# Exercise requirements
Find how many lines below mention "StaticPolicy". Nothing but the number is needed.

------------------------------

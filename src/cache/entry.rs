//! Cache Entry Module
//!
//! Defines the structure for individual cache entries with TTL support.
//! An entry holds either a single string or a list of strings.

use std::time::{Duration, Instant};

// == Cached Value ==
/// The payload stored under a key.
#[derive(Debug, Clone, PartialEq, Eq)]
pub enum CachedValue {
    Text(String),
    List(Vec<String>),
}

impl CachedValue {
    /// Approximate payload size in bytes.
    pub fn size(&self) -> usize {
        match self {
            CachedValue::Text(s) => s.len(),
            CachedValue::List(items) => items.iter().map(String::len).sum(),
        }
    }

    pub fn type_name(&self) -> &'static str {
        match self {
            CachedValue::Text(_) => "string",
            CachedValue::List(_) => "list",
        }
    }
}

// == Cache Entry ==
/// A single cache entry with value and expiry metadata.
#[derive(Debug, Clone)]
pub struct CacheEntry {
    /// The stored value
    pub value: CachedValue,
    /// Expiration instant, None = no expiration
    pub expires_at: Option<Instant>,
}

impl CacheEntry {
    // == Constructor ==
    /// Creates a new cache entry with optional TTL.
    pub fn new(value: CachedValue, ttl: Option<Duration>) -> Self {
        Self {
            value,
            expires_at: ttl.map(|ttl| Instant::now() + ttl),
        }
    }

    // == Is Expired ==
    /// Checks if the entry has expired.
    ///
    /// An entry is expired once the current instant reaches its expiry, so a
    /// zero TTL expires immediately.
    pub fn is_expired(&self) -> bool {
        self.is_expired_at(Instant::now())
    }

    pub fn is_expired_at(&self, now: Instant) -> bool {
        match self.expires_at {
            Some(expires) => now >= expires,
            None => false,
        }
    }

    // == Expire ==
    /// Replaces the expiry with `ttl` from now.
    pub fn expire_in(&mut self, ttl: Duration) {
        self.expires_at = Some(Instant::now() + ttl);
    }

    // == Time To Live ==
    /// Returns remaining TTL, or None if no expiration is set.
    ///
    /// Returns `Some(Duration::ZERO)` once the entry has expired.
    pub fn ttl_remaining(&self) -> Option<Duration> {
        self.expires_at
            .map(|expires| expires.saturating_duration_since(Instant::now()))
    }
}
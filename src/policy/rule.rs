//! Version threshold rule used by the policy resolver.

use std::cmp::Ordering;

/// Enables caching for client versions strictly greater than a threshold.
///
/// Dotted numeric versions (`1.10`, `2.0.1`) compare component-wise with
/// missing components treated as zero. Anything else compares as plain text.
#[derive(Debug, Clone, PartialEq, Eq)]
pub struct VersionRule {
    min_version: String,
}

impl VersionRule {
    pub fn new(min_version: impl Into<String>) -> Self {
        Self {
            min_version: min_version.into(),
        }
    }

    pub fn min_version(&self) -> &str {
        &self.min_version
    }

    pub fn use_cache(&self, version: &str) -> bool {
        compare_versions(version.trim(), self.min_version.trim()) == Ordering::Greater
    }
}

impl Default for VersionRule {
    fn default() -> Self {
        Self::new("1.0")
    }
}

fn numeric_parts(version: &str) -> Option<Vec<u64>> {
    version.split('.').map(|part| part.parse().ok()).collect()
}

/// Component-wise for dotted numbers, lexicographic otherwise.
fn compare_versions(a: &str, b: &str) -> Ordering {
    match (numeric_parts(a), numeric_parts(b)) {
        (Some(left), Some(right)) => {
            let len = left.len().max(right.len());
            (0..len)
                .map(|i| {
                    let l = left.get(i).copied().unwrap_or(0);
                    let r = right.get(i).copied().unwrap_or(0);
                    l.cmp(&r)
                })
                .find(|ord| ord.is_ne())
                .unwrap_or(Ordering::Equal)
        }
        _ => a.cmp(b),
    }
}

#[cfg(test)]
mod tests {
    use super::*;

    #[test]
    fn test_threshold_is_exclusive() {
        let rule = VersionRule::default();
        assert!(!rule.use_cache("1.0"));
        assert!(!rule.use_cache("1"));
        assert!(!rule.use_cache("0.9"));
        assert!(rule.use_cache("1.1"));
        assert!(rule.use_cache("2"));
    }

    #[test]
    fn test_numeric_components_compare_as_numbers() {
        let rule = VersionRule::new("1.9");
        assert!(rule.use_cache("1.10"));
        assert!(!rule.use_cache("1.8.99"));
    }

    #[test]
    fn test_non_numeric_tokens_compare_as_text() {
        let rule = VersionRule::default();
        assert!(rule.use_cache("beta"));
        assert!(!rule.use_cache(""));
    }
}
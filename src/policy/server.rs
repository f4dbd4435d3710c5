//! Policy resolver HTTP service.
//!
//! # Endpoints
//! - `POST /config` - Resolve a version token to a caching decision
//! - `GET /health` - Health check endpoint

use std::sync::Arc;

use axum::{
    extract::State,
    routing::{get, post},
    Json, Router,
};
use tower_http::trace::TraceLayer;
use tracing::info;

use super::{GetConfigRequest, PolicyDecision, VersionRule};
use crate::api::health_handler;

/// State shared by the resolver handlers.
#[derive(Clone)]
pub struct PolicyState {
    rule: Arc<VersionRule>,
}

/// Handler for POST /config
pub async fn get_config_handler(
    State(state): State<PolicyState>,
    Json(req): Json<GetConfigRequest>,
) -> Json<PolicyDecision> {
    let use_cache = state.rule.use_cache(&req.version);
    info!("Resolved version '{}' -> use_cache={}", req.version, use_cache);
    Json(PolicyDecision::new(use_cache))
}

/// Creates the resolver router for `rule`.
pub fn create_policy_router(rule: VersionRule) -> Router {
    let state = PolicyState {
        rule: Arc::new(rule),
    };

    Router::new()
        .route("/config", post(get_config_handler))
        .route("/health", get(health_handler))
        .layer(TraceLayer::new_for_http())
        .with_state(state)
}
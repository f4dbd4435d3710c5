//! Background Tasks Module
//!
//! # Tasks
//! - TTL Cleanup: Removes expired cache entries at configured intervals

mod cleanup;

pub use cleanup::spawn_cleanup_task;
//! Domain types and the request/response models of the HTTP API.

pub mod requests;
pub mod responses;
mod todo;

// Re-export commonly used types
pub use requests::{CreateTodoRequest, UpdateTodoRequest};
pub use responses::{DeleteResponse, HealthResponse, StatsResponse};
pub use todo::{NewTodo, Todo, TodoChanges, DEFAULT_STATUS};
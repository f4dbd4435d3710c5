use async_trait::async_trait;

use super::{PolicyDecision, PolicyGateway};
use crate::error::Result;

/// Gateway that answers every call with the same decision.
///
/// Used when no resolver address is configured.
#[derive(Debug, Clone, Copy)]
pub struct StaticPolicy {
    decision: PolicyDecision,
}

impl StaticPolicy {
    pub fn new(use_cache: bool) -> Self {
        Self {
            decision: PolicyDecision::new(use_cache),
        }
    }
}

#[async_trait]
impl PolicyGateway for StaticPolicy {
    async fn resolve(&self, _client_version: &str) -> Result<PolicyDecision> {
        Ok(self.decision)
    }
}
//! Request DTOs for the todo service API
//!
//! Defines the structure of incoming HTTP request bodies and their validation.

use serde::Deserialize;

use crate::models::{NewTodo, TodoChanges, DEFAULT_STATUS};

/// Request body for POST /todos
#[derive(Debug, Clone, Deserialize)]
#[serde(rename_all = "camelCase")]
pub struct CreateTodoRequest {
    #[serde(default)]
    pub content: String,
    #[serde(default)]
    pub created_by: String,
    #[serde(default)]
    pub status: Option<String>,
    #[serde(default)]
    pub priority: i64,
}

impl CreateTodoRequest {
    /// Validates the request data
    ///
    /// Returns an error message if validation fails, None if valid.
    pub fn validate(&self) -> Option<String> {
        if self.content.trim().is_empty() {
            return Some("content is required".to_string());
        }
        if self.created_by.trim().is_empty() {
            return Some("createdBy is required".to_string());
        }
        None
    }

    pub fn into_new_todo(self) -> NewTodo {
        let status = self
            .status
            .filter(|s| !s.trim().is_empty())
            .unwrap_or_else(|| DEFAULT_STATUS.to_string());
        NewTodo::new(self.content, self.created_by)
            .with_status(status)
            .with_priority(self.priority)
    }
}

/// Request body for PUT /todos/:id
#[derive(Debug, Clone, Default, Deserialize)]
pub struct UpdateTodoRequest {
    #[serde(default)]
    pub content: Option<String>,
    #[serde(default)]
    pub status: Option<String>,
    #[serde(default)]
    pub priority: Option<i64>,
}

impl UpdateTodoRequest {
    pub fn validate(&self) -> Option<String> {
        if self.content.is_none() && self.status.is_none() && self.priority.is_none() {
            return Some("at least one of content, status or priority is required".to_string());
        }
        if matches!(&self.content, Some(c) if c.trim().is_empty()) {
            return Some("content cannot be empty".to_string());
        }
        None
    }

    pub fn into_changes(self) -> TodoChanges {
        TodoChanges {
            content: self.content,
            status: self.status,
            priority: self.priority,
        }
    }
}
//! API Module
//!
//! HTTP handlers and routing for the todo service REST API.
//!
//! # Endpoints
//! - `POST /todos` - Create a todo
//! - `GET /todos/:id` - Read a todo (policy-gated cache)
//! - `GET /todos/all` - List all todos (always cached)
//! - `PUT /todos/:id` - Update a todo
//! - `DELETE /todos/:id` - Delete a todo
//! - `GET /stats` - Cache statistics
//! - `GET /health` - Health check endpoint

pub mod handlers;
pub mod routes;

pub use handlers::*;
pub use routes::create_router;
//! Response DTOs for the todo service API
//!
//! Defines the structure of outgoing HTTP response bodies. Todos themselves
//! are serialized directly.

use serde::Serialize;

use crate::cache::CacheStats;

/// Response body for DELETE /todos/:id
#[derive(Debug, Clone, Serialize)]
pub struct DeleteResponse {
    pub status: String,
    pub id: i64,
}

impl DeleteResponse {
    pub fn new(id: i64) -> Self {
        Self {
            status: "deleted".to_string(),
            id,
        }
    }
}

/// Response body for the stats endpoint (GET /stats)
#[derive(Debug, Clone, Serialize)]
pub struct StatsResponse {
    pub hits: u64,
    pub misses: u64,
    pub evictions: u64,
    pub expirations: u64,
    pub total_entries: usize,
    /// hits / (hits + misses)
    pub hit_rate: f64,
}

impl From<CacheStats> for StatsResponse {
    fn from(stats: CacheStats) -> Self {
        Self {
            hit_rate: stats.hit_rate(),
            hits: stats.hits,
            misses: stats.misses,
            evictions: stats.evictions,
            expirations: stats.expirations,
            total_entries: stats.total_entries,
        }
    }
}

/// Response body for the health endpoint (GET /health)
#[derive(Debug, Clone, Serialize)]
pub struct HealthResponse {
    /// Health status (e.g., "healthy")
    pub status: String,
    /// Current timestamp in ISO 8601 format
    pub timestamp: String,
}

impl HealthResponse {
    /// Creates a new HealthResponse with current timestamp
    pub fn healthy() -> Self {
        Self {
            status: "healthy".to_string(),
            timestamp: chrono::Utc::now().to_rfc3339(),
        }
    }
}

#[cfg(test)]
mod tests {
    use super::*;

    #[test]
    fn test_delete_response_serialize() {
        let json = serde_json::to_value(DeleteResponse::new(9)).unwrap();
        assert_eq!(json["status"], "deleted");
        assert_eq!(json["id"], 9);
    }

    #[test]
    fn test_stats_response_hit_rate() {
        let stats = CacheStats {
            hits: 80,
            misses: 20,
            ..Default::default()
        };
        let resp = StatsResponse::from(stats);
        assert!((resp.hit_rate - 0.8).abs() < 0.001);
    }

    #[test]
    fn test_health_response_serialize() {
        let json = serde_json::to_string(&HealthResponse::healthy()).unwrap();
        assert!(json.contains("healthy"));
        assert!(json.contains("timestamp"));
    }
}
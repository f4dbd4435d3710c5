//! Todo service
//!
//! Serves the todo HTTP API over a SQLite store with a policy-gated
//! in-memory cache.

use std::net::SocketAddr;
use std::time::Duration;

use anyhow::Context;
use tokio::signal;
use tracing::{info, warn};
use tracing_subscriber::{layer::SubscriberExt, util::SubscriberInitExt};

use todo_cache::api::create_router;
use todo_cache::cache::MemoryCache;
use todo_cache::{spawn_cleanup_task, AppState, Config};

/// Main entry point for the todo service.
///
/// # Startup Sequence
/// 1. Initialize tracing subscriber for logging
/// 2. Load configuration from environment variables
/// 3. Open the backing store and create the cache and policy gateway
/// 4. Start background TTL cleanup task
/// 5. Serve the router until SIGINT/SIGTERM
#[tokio::main]
async fn main() -> anyhow::Result<()> {
    // Defaults to "info" level, can be overridden with RUST_LOG env var
    tracing_subscriber::registry()
        .with(
            tracing_subscriber::EnvFilter::try_from_default_env()
                .unwrap_or_else(|_| "todo_cache=info,todo_service=info,tower_http=info".into()),
        )
        .with(tracing_subscriber::fmt::layer())
        .init();

    info!("Starting todo service");

    let config = Config::from_env();
    info!(
        "Configuration loaded: port={}, database={}, policy={}, item_ttl={}s, list_ttl={}s",
        config.server_port,
        config.database_path,
        config.policy_url.as_deref().unwrap_or("static"),
        config.item_cache_ttl,
        config.list_cache_ttl
    );

    let cache = MemoryCache::new(config.max_cache_entries);
    let cleanup_handle = spawn_cleanup_task(
        cache.shared(),
        Duration::from_secs(config.cleanup_interval.max(1)),
    );

    let state = AppState::from_config(&config, cache)
        .with_context(|| format!("failed to initialize state from {}", config.database_path))?;
    info!("Backing store and cache initialized");

    let app = create_router(state);

    let addr = SocketAddr::from(([0, 0, 0, 0], config.server_port));
    let listener = tokio::net::TcpListener::bind(addr)
        .await
        .with_context(|| format!("failed to bind {}", addr))?;
    info!("Server listening on http://{}", addr);

    axum::serve(listener, app)
        .with_graceful_shutdown(shutdown_signal(cleanup_handle))
        .await
        .context("server error")?;

    info!("Server shutdown complete");
    Ok(())
}

/// Waits for shutdown signal (Ctrl+C or SIGTERM), then aborts the cleanup task.
async fn shutdown_signal(cleanup_handle: tokio::task::JoinHandle<()>) {
    let ctrl_c = async {
        if let Err(e) = signal::ctrl_c().await {
            warn!("Failed to listen for Ctrl+C: {}", e);
            std::future::pending::<()>().await;
        }
    };

    #[cfg(unix)]
    let terminate = async {
        match signal::unix::signal(signal::unix::SignalKind::terminate()) {
            Ok(mut sigterm) => {
                sigterm.recv().await;
            }
            Err(e) => {
                warn!("Failed to install SIGTERM handler: {}", e);
                std::future::pending::<()>().await;
            }
        }
    };

    #[cfg(not(unix))]
    let terminate = std::future::pending::<()>();

    tokio::select! {
        _ = ctrl_c => {
            info!("Received Ctrl+C, initiating shutdown...");
        }
        _ = terminate => {
            info!("Received SIGTERM, initiating shutdown...");
        }
    }

    cleanup_handle.abort();
    warn!("Cleanup task aborted");
}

------------------------------

# Your solution
3